§ **Aim of the exercise**
Tally the lines of the data that include the word "DetectSentimentScore". Only the number is to be returned.

--- Data under study Enclosed Below ---

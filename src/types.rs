use std::{fmt, str::FromStr};

use serde::{Deserialize, Serialize};
use tabled::Tabled;

#[derive(Debug, Clone, Serialize, Deserialize)]
pub struct Token {
    pub access_token: String,
    pub refresh_token: Option<String>,
    pub scope: String,
    pub expires_in: u64,
    pub obtained_at: u64,
}

/// Raw body of the provider's token endpoint.
#[derive(Debug, Clone, Deserialize)]
pub struct TokenResponse {
    pub access_token: String,
    pub refresh_token: Option<String>,
    #[serde(default)]
    pub scope: String,
    #[serde(default = "default_expires_in")]
    pub expires_in: u64,
}

fn default_expires_in() -> u64 {
    3600
}

#[derive(Debug, Clone, Serialize, Deserialize)]
pub struct User {
    pub id: String,
    pub display_name: Option<String>,
}

#[derive(Debug, Clone, Serialize, Deserialize)]
pub struct Artist {
    pub id: String,
    pub name: String,
}

#[derive(Debug, Clone, Serialize, Deserialize)]
pub struct TopArtistsResponse {
    pub items: Vec<Artist>,
}

#[derive(Debug, Clone, Serialize, Deserialize)]
pub struct Track {
    pub id: String,
    pub name: String,
    pub uri: String,
}

#[derive(Debug, Clone, Serialize, Deserialize)]
pub struct ArtistTopTracksResponse {
    pub tracks: Vec<Track>,
}

#[derive(Debug, Clone, Serialize, Deserialize)]
pub struct SearchResponse {
    pub tracks: Tracks,
}

#[derive(Debug, Clone, Serialize, Deserialize)]
pub struct Tracks {
    pub items: Vec<Track>,
}

#[derive(Debug, Clone, Serialize, Deserialize)]
pub struct CreatePlaylistRequest {
    pub name: String,
    pub description: String,
    pub public: bool,
}

#[derive(Debug, Clone, Serialize, Deserialize)]
pub struct CreatePlaylistResponse {
    pub id: String,
    pub name: String,
}

#[derive(Debug, Clone, Serialize, Deserialize)]
pub struct AddTrackToPlaylistRequest {
    pub uris: Vec<String>,
}

#[derive(Debug, Clone, Serialize, Deserialize)]
pub struct AddTrackToPlaylistResponse {
    pub snapshot_id: String,
}

/// Categorical result of the text-analysis service.
#[derive(Debug, Clone, Copy, PartialEq, Eq, Serialize, Deserialize)]
#[serde(rename_all = "UPPERCASE")]
pub enum SentimentLabel {
    Positive,
    Negative,
    Neutral,
    Mixed,
}

impl SentimentLabel {
    pub const ALL: [SentimentLabel; 4] = [
        SentimentLabel::Positive,
        SentimentLabel::Negative,
        SentimentLabel::Neutral,
        SentimentLabel::Mixed,
    ];

    /// Search keyword used to find tracks matching this sentiment.
    pub fn mood(self) -> &'static str {
        match self {
            SentimentLabel::Negative => "sad",
            SentimentLabel::Mixed => "versatile",
            SentimentLabel::Neutral => "ambient",
            SentimentLabel::Positive => "happy",
        }
    }

    pub fn as_str(self) -> &'static str {
        match self {
            SentimentLabel::Positive => "POSITIVE",
            SentimentLabel::Negative => "NEGATIVE",
            SentimentLabel::Neutral => "NEUTRAL",
            SentimentLabel::Mixed => "MIXED",
        }
    }
}

impl fmt::Display for SentimentLabel {
    fn fmt(&self, f: &mut fmt::Formatter<'_>) -> fmt::Result {
        f.write_str(self.as_str())
    }
}

impl FromStr for SentimentLabel {
    type Err = String;

    fn from_str(s: &str) -> Result<Self, Self::Err> {
        SentimentLabel::ALL
            .into_iter()
            .find(|label| label.as_str() == s)
            .ok_or_else(|| format!("unsupported sentiment label '{}'", s))
    }
}

#[derive(Debug, Clone, Copy, PartialEq, Serialize, Deserialize)]
pub struct SentimentScore {
    pub positive: f64,
    pub negative: f64,
    pub neutral: f64,
    pub mixed: f64,
}

#[derive(Tabled)]
pub struct SentimentScoreRow {
    pub sentiment: String,
    pub confidence: String,
}

impl SentimentScore {
    pub fn rows(&self) -> Vec<SentimentScoreRow> {
        [
            (SentimentLabel::Positive, self.positive),
            (SentimentLabel::Negative, self.negative),
            (SentimentLabel::Neutral, self.neutral),
            (SentimentLabel::Mixed, self.mixed),
        ]
        .into_iter()
        .map(|(label, score)| SentimentScoreRow {
            sentiment: label.to_string(),
            confidence: format!("{:.4}", score),
        })
        .collect()
    }
}

/// Body of `DetectSentiment`, AWS JSON 1.1 wire names.
#[derive(Debug, Clone, Serialize)]
pub struct DetectSentimentRequest<'a> {
    #[serde(rename = "Text")]
    pub text: &'a str,
    #[serde(rename = "LanguageCode")]
    pub language_code: &'a str,
}

#[derive(Debug, Clone, Deserialize)]
pub struct DetectSentimentResponse {
    #[serde(rename = "Sentiment")]
    pub sentiment: SentimentLabel,
    #[serde(rename = "SentimentScore")]
    pub sentiment_score: DetectSentimentScore,
}

#[derive(Debug, Clone, Copy, Deserialize)]
pub struct DetectSentimentScore {
    #[serde(rename = "Positive")]
    pub positive: f64,
    #[serde(rename = "Negative")]
    pub negative: f64,
    #[serde(rename = "Neutral")]
    pub neutral: f64,
    #[serde(rename = "Mixed")]
    pub mixed: f64,
}

impl From<DetectSentimentScore> for SentimentScore {
    fn from(score: DetectSentimentScore) -> Self {
        SentimentScore {
            positive: score.positive,
            negative: score.negative,
            neutral: score.neutral,
            mixed: score.mixed,
        }
    }
}

#[derive(Debug, Clone, Serialize, Deserialize)]
pub struct SentimentRequest {
    pub text: String,
}

#[derive(Debug, Clone, Serialize, Deserialize)]
pub struct SentimentResponse {
    pub sentiment: SentimentLabel,
    pub scores: SentimentScore,
}

/// The label stays a plain string on the wire so the handler can reject
/// unknown values with its own message.
#[derive(Debug, Clone, Serialize, Deserialize)]
pub struct MoodPlaylistRequest {
    pub access_token: String,
    pub user_id: String,
    pub sentiment: String,
    pub playlist_name: String,
}

#[derive(Debug, Clone, Serialize, Deserialize)]
pub struct TopArtistsPlaylistRequest {
    pub access_token: String,
    pub user_id: String,
    pub playlist_name: String,
}

/// A playlist created on behalf of the user by one of the flows.
#[derive(Debug, Clone, PartialEq)]
pub struct CreatedPlaylist {
    pub name: String,
    pub id: String,
}

/// Outcome of the mood flow: the detected label and the playlist built
/// from it.
#[derive(Debug, Clone, PartialEq)]
pub struct MoodPlaylist {
    pub sentiment: SentimentLabel,
    pub playlist: CreatedPlaylist,
}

--- End of Enclosed Data under study ---

§ **Task answer**
4